» Problem to work on: Each line below from the one containing "categorized launcher catalog" through the one containing "in this category" should be output exactly as it stands, and no other line should appear.

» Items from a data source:
= = = = = = =

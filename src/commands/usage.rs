//! Usage commands: favorites, common tools, launch recording, backgrounds

use anyhow::{Result, bail};
use colored::Colorize;

use super::helpers::print_tools;
use crate::assets::AssetDirs;
use crate::catalog::Catalog;
use crate::error::StoreError;

pub fn cmd_fav(catalog: &Catalog, id: i64) -> Result<()> {
    match catalog.toggle_favorite(id) {
        Ok(true) => println!("{} Marked tool {} as favorite", "★".yellow(), id),
        Ok(false) => println!("{} Unmarked tool {} as favorite", "☆".dimmed(), id),
        Err(StoreError::ToolNotFound(_)) => println!("Tool {} not found", id),
        Err(e) => return Err(e.into()),
    }
    Ok(())
}

pub fn cmd_favorites(catalog: &Catalog) -> Result<()> {
    let tools = catalog.get_favorite_tools();
    if tools.is_empty() {
        println!("No favorite tools yet. Mark one with `toolbox fav <id>`");
        return Ok(());
    }

    print_tools(&tools, &catalog.load_categories());
    Ok(())
}

/// Show the most used tools
pub fn cmd_common(catalog: &Catalog, limit: usize) -> Result<()> {
    let tools: Vec<_> = catalog
        .get_common_tools(limit)
        .into_iter()
        .filter(|t| t.usage_count > 0)
        .collect();

    if tools.is_empty() {
        println!("No usage recorded yet");
        return Ok(());
    }

    println!("{}", "Most used tools".bold());
    for (rank, tool) in tools.iter().enumerate() {
        let last = tool
            .last_used_at()
            .map(|at| at.format("%Y-%m-%d %H:%M").to_string())
            .unwrap_or_else(|| "-".to_string());
        println!(
            "  {:>2}. {} {} {}",
            rank + 1,
            tool.name.bold(),
            format!("{} uses", tool.usage_count).cyan(),
            format!("last {last}").dimmed()
        );
    }

    Ok(())
}

/// Record one launch of a tool
pub fn cmd_used(catalog: &Catalog, id: i64) -> Result<()> {
    match catalog.update_tool_usage(id) {
        Ok(tool) => println!(
            "{} '{}' used {} times",
            "+".green(),
            tool.name,
            tool.usage_count
        ),
        Err(StoreError::ToolNotFound(_)) => println!("Tool {} not found", id),
        Err(e) => return Err(e.into()),
    }
    Ok(())
}

/// Set or clear a tool's background image
pub fn cmd_background(
    catalog: &Catalog,
    assets: &AssetDirs,
    id: i64,
    image: Option<String>,
) -> Result<()> {
    if let Some(name) = &image
        && assets.resolve_background(name).is_none()
    {
        bail!(
            "Image '{}' not found in {}; import it with `toolbox images import`",
            name,
            assets.images_dir().display()
        );
    }

    match catalog.update_tool_background(id, image) {
        Ok(tool) => match &tool.background_image {
            Some(name) => println!("{} '{}' background set to {}", "~".yellow(), tool.name, name),
            None => println!("{} '{}' background cleared", "~".yellow(), tool.name),
        },
        Err(StoreError::ToolNotFound(_)) => println!("Tool {} not found", id),
        Err(e) => return Err(e.into()),
    }
    Ok(())
}

#[cfg(test)]
mod tests {
    use super::*;
    use crate::models::Tool;
    use tempfile::TempDir;

    #[test]
    fn test_background_requires_stored_image() -> anyhow::Result<()> {
        let dir = TempDir::new()?;
        let catalog = Catalog::open(dir.path().join("data"))?;
        let assets = AssetDirs::open(dir.path().join("icons"), dir.path().join("images"))?;
        catalog.add_tool(Tool::new("nmap", "/usr/bin/nmap"))?;

        assert!(cmd_background(&catalog, &assets, 1, Some("kali.png".into())).is_err());

        std::fs::write(assets.images_dir().join("kali.png"), b"png")?;
        cmd_background(&catalog, &assets, 1, Some("kali.png".into()))?;
        assert_eq!(
            catalog.get_tool_by_id(1).and_then(|t| t.background_image),
            Some("kali.png".to_string())
        );

        cmd_background(&catalog, &assets, 1, None)?;
        assert_eq!(catalog.get_tool_by_id(1).and_then(|t| t.background_image), None);
        Ok(())
    }

    #[test]
    fn test_used_and_fav_on_missing_tool() -> anyhow::Result<()> {
        let dir = TempDir::new()?;
        let catalog = Catalog::open(dir.path())?;
        cmd_used(&catalog, 7)?;
        cmd_fav(&catalog, 7)?;
        assert!(catalog.load_tools().is_empty());
        Ok(())
    }
}
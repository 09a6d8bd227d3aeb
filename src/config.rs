use anyhow::{Context, Result};
use serde::{Deserialize, Serialize};
use std::path::{Path, PathBuf};

use crate::catalog::{COMMON_TOOLS_LIMIT, Catalog};
use crate::search::SearchFilter;

/// Display configuration
#[derive(Debug, Clone, Serialize, Deserialize)]
pub struct DisplayConfig {
    /// How many tools `common` shows when no limit is given
    #[serde(default = "default_common_limit")]
    pub common_limit: usize,
}

fn default_common_limit() -> usize {
    COMMON_TOOLS_LIMIT
}

impl Default for DisplayConfig {
    fn default() -> Self {
        Self {
            common_limit: COMMON_TOOLS_LIMIT,
        }
    }
}

/// Logging configuration
#[derive(Debug, Clone, Serialize, Deserialize)]
pub struct LogConfig {
    /// Default level filter; `RUST_LOG` overrides it
    #[serde(default = "default_log_level")]
    pub level: String,
}

fn default_log_level() -> String {
    "warn".to_string()
}

impl Default for LogConfig {
    fn default() -> Self {
        Self {
            level: default_log_level(),
        }
    }
}

/// Toolbox configuration
#[derive(Debug, Clone, Serialize, Deserialize, Default)]
pub struct ToolboxConfig {
    /// Directory holding categories.json and tools.json
    #[serde(default, skip_serializing_if = "Option::is_none")]
    pub data_dir: Option<PathBuf>,

    #[serde(default, skip_serializing_if = "Option::is_none")]
    pub icons_dir: Option<PathBuf>,

    #[serde(default, skip_serializing_if = "Option::is_none")]
    pub images_dir: Option<PathBuf>,

    #[serde(default)]
    pub search: SearchFilter,

    #[serde(default)]
    pub display: DisplayConfig,

    #[serde(default)]
    pub log: LogConfig,
}

impl ToolboxConfig {
    /// Get the config directory path
    pub fn config_dir() -> Result<PathBuf> {
        dirs::config_dir()
            .context("Could not determine config directory")
            .map(|d| d.join("toolbox"))
    }

    /// Get the JSON config file path
    pub fn config_path() -> Result<PathBuf> {
        Self::config_dir().map(|d| d.join("config.json"))
    }

    /// Check if config file exists
    pub fn exists() -> bool {
        Self::config_path().map(|p| p.exists()).unwrap_or(false)
    }

    /// Load config from the default location, or return defaults if absent
    pub fn load() -> Result<Self> {
        Self::load_from(&Self::config_path()?)
    }

    /// Load config from `path`, or return defaults if absent
    pub fn load_from(path: &Path) -> Result<Self> {
        if !path.exists() {
            return Ok(Self::default());
        }

        let content = std::fs::read_to_string(path).context("Failed to read config file")?;
        let config = serde_json::from_str(&content).context("Failed to parse config file")?;
        Ok(config)
    }

    /// Save config to the default location
    pub fn save(&self) -> Result<()> {
        self.save_to(&Self::config_path()?)
    }

    /// Save config as pretty JSON, creating the parent directory
    pub fn save_to(&self, path: &Path) -> Result<()> {
        if let Some(parent) = path.parent() {
            std::fs::create_dir_all(parent).context("Failed to create config directory")?;
        }

        let content = serde_json::to_string_pretty(self).context("Failed to serialize config")?;
        std::fs::write(path, content).context("Failed to write config file")?;

        Ok(())
    }

    /// Resolved data directory
    pub fn data_dir(&self) -> Result<PathBuf> {
        match &self.data_dir {
            Some(dir) => Ok(dir.clone()),
            None => Catalog::default_data_dir().context("Could not determine data directory"),
        }
    }

    /// Resolved icon directory, `<data_dir>/icons` unless configured
    pub fn icons_dir(&self) -> Result<PathBuf> {
        match &self.icons_dir {
            Some(dir) => Ok(dir.clone()),
            None => Ok(self.data_dir()?.join("icons")),
        }
    }

    /// Resolved background image directory, `<data_dir>/images` unless configured
    pub fn images_dir(&self) -> Result<PathBuf> {
        match &self.images_dir {
            Some(dir) => Ok(dir.clone()),
            None => Ok(self.data_dir()?.join("images")),
        }
    }
}
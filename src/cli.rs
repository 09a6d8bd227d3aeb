use clap::{Parser, Subcommand};
use clap_complete::Shell;
use std::path::PathBuf;

#[derive(Parser)]
#[command(name = "toolbox")]
#[command(about = "A categorized launcher catalog for security and development tools")]
#[command(version)]
pub struct Cli {
    /// Directory holding categories.json and tools.json
    #[arg(long, global = true)]
    pub data_dir: Option<PathBuf>,

    /// Increase log verbosity (-v info, -vv debug, -vvv trace)
    #[arg(short, long, action = clap::ArgAction::Count, global = true)]
    pub verbose: u8,

    #[command(subcommand)]
    pub command: Commands,
}

#[derive(Subcommand)]
pub enum Commands {
    /// Add a tool to the catalog
    Add {
        /// Tool name
        name: String,

        /// Executable path or URL
        path: String,

        /// Description of the tool
        #[arg(short, long)]
        description: Option<String>,

        /// Category id
        #[arg(short, long)]
        category: Option<i64>,

        /// Subcategory id
        #[arg(short, long, requires = "category")]
        sub: Option<i64>,

        /// Comma-separated tags
        #[arg(short, long, value_delimiter = ',')]
        tags: Vec<String>,

        /// Icon file name or absolute path
        #[arg(short, long)]
        icon: Option<String>,

        /// Arguments passed on launch
        #[arg(long)]
        arguments: Option<String>,

        /// Working directory for launches
        #[arg(long)]
        workdir: Option<String>,

        /// Launch in a terminal
        #[arg(long)]
        terminal: bool,

        /// Treat the path as a URL
        #[arg(long)]
        web: bool,
    },

    /// List tools
    List {
        /// Only tools in this category
        #[arg(short, long)]
        category: Option<i64>,

        /// Only tools in this subcategory
        #[arg(short, long, requires = "category")]
        sub: Option<i64>,

        /// Output format (table, json)
        #[arg(short, long, default_value = "table")]
        format: String,
    },

    /// Show a specific tool
    Show {
        /// Tool id
        id: i64,
    },

    /// Edit a tool's fields
    Edit {
        /// Tool id
        id: i64,

        #[arg(long)]
        name: Option<String>,

        #[arg(long)]
        path: Option<String>,

        #[arg(short, long)]
        description: Option<String>,

        /// Move to this category
        #[arg(short, long)]
        category: Option<i64>,

        /// Move to this subcategory (0 clears it)
        #[arg(short, long)]
        sub: Option<i64>,

        /// Replace tags (comma-separated)
        #[arg(short, long, value_delimiter = ',')]
        tags: Option<Vec<String>>,

        #[arg(short, long)]
        icon: Option<String>,
    },

    /// Remove a tool
    Remove {
        /// Tool id
        id: i64,

        /// Skip confirmation
        #[arg(short, long)]
        force: bool,
    },

    /// Search tools by name, description or tag
    Search {
        /// Search query
        query: String,
    },

    /// Toggle a tool's favorite flag
    Fav {
        /// Tool id
        id: i64,
    },

    /// List favorite tools
    Favorites,

    /// List the most used tools
    Common {
        /// Maximum number of tools (defaults to the configured limit)
        #[arg(short, long)]
        limit: Option<usize>,
    },

    /// Record a launch of a tool
    Used {
        /// Tool id
        id: i64,
    },

    /// Set or clear a tool's background image
    Background {
        /// Tool id
        id: i64,

        /// Image name in the image directory; omit to clear
        image: Option<String>,
    },

    /// Manage categories
    #[command(subcommand)]
    Category(CategoryCommands),

    /// Manage background images
    #[command(subcommand)]
    Images(ImageCommands),

    /// Show configuration
    #[command(subcommand)]
    Config(ConfigCommands),

    /// Generate shell completions
    Completions {
        /// Shell type
        #[arg(value_enum)]
        shell: Shell,
    },
}

#[derive(Subcommand)]
pub enum CategoryCommands {
    /// List categories and their subcategories
    List,

    /// Add a category
    Add {
        name: String,

        /// Icon (emoji or file name)
        #[arg(short, long)]
        icon: Option<String>,

        #[arg(short, long)]
        priority: Option<i64>,
    },

    /// Add a subcategory under a category
    AddSub {
        /// Parent category id
        parent: i64,

        name: String,

        #[arg(short, long)]
        priority: Option<i64>,
    },

    /// Remove a category that no tool uses
    Remove {
        id: i64,

        /// Skip confirmation
        #[arg(short, long)]
        force: bool,
    },

    /// Remove a subcategory that no tool uses
    RemoveSub {
        id: i64,

        /// Skip confirmation
        #[arg(short, long)]
        force: bool,
    },
}

#[derive(Subcommand)]
pub enum ImageCommands {
    /// List stored background images
    List,

    /// Copy an image into the image directory
    Import {
        /// Image file to copy
        file: PathBuf,

        /// Stored file name (defaults to the source name)
        #[arg(short, long)]
        name: Option<String>,
    },

    /// Delete a stored image
    Remove {
        name: String,
    },
}

#[derive(Subcommand)]
pub enum ConfigCommands {
    /// Show the effective configuration
    Show,

    /// Print the config file path
    Path,
}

= = = = = = =

» Solved problem:
#[command(about = "A categorized launcher catalog for security and development tools")]
#[command(version)]
pub struct Cli {
    /// Directory holding categories.json and tools.json
    #[arg(long, global = true)]
    pub data_dir: Option<PathBuf>,

    /// Increase log verbosity (-v info, -vv debug, -vvv trace)
    #[arg(short, long, action = clap::ArgAction::Count, global = true)]
    pub verbose: u8,

    #[command(subcommand)]
    pub command: Commands,
}

#[derive(Subcommand)]
pub enum Commands {
    /// Add a tool to the catalog
    Add {
        /// Tool name
        name: String,

        /// Executable path or URL
        path: String,

        /// Description of the tool
        #[arg(short, long)]
        description: Option<String>,

        /// Category id
        #[arg(short, long)]
        category: Option<i64>,

        /// Subcategory id
        #[arg(short, long, requires = "category")]
        sub: Option<i64>,

        /// Comma-separated tags
        #[arg(short, long, value_delimiter = ',')]
        tags: Vec<String>,

        /// Icon file name or absolute path
        #[arg(short, long)]
        icon: Option<String>,

        /// Arguments passed on launch
        #[arg(long)]
        arguments: Option<String>,

        /// Working directory for launches
        #[arg(long)]
        workdir: Option<String>,

        /// Launch in a terminal
        #[arg(long)]
        terminal: bool,

        /// Treat the path as a URL
        #[arg(long)]
        web: bool,
    },

    /// List tools
    List {
        /// Only tools in this category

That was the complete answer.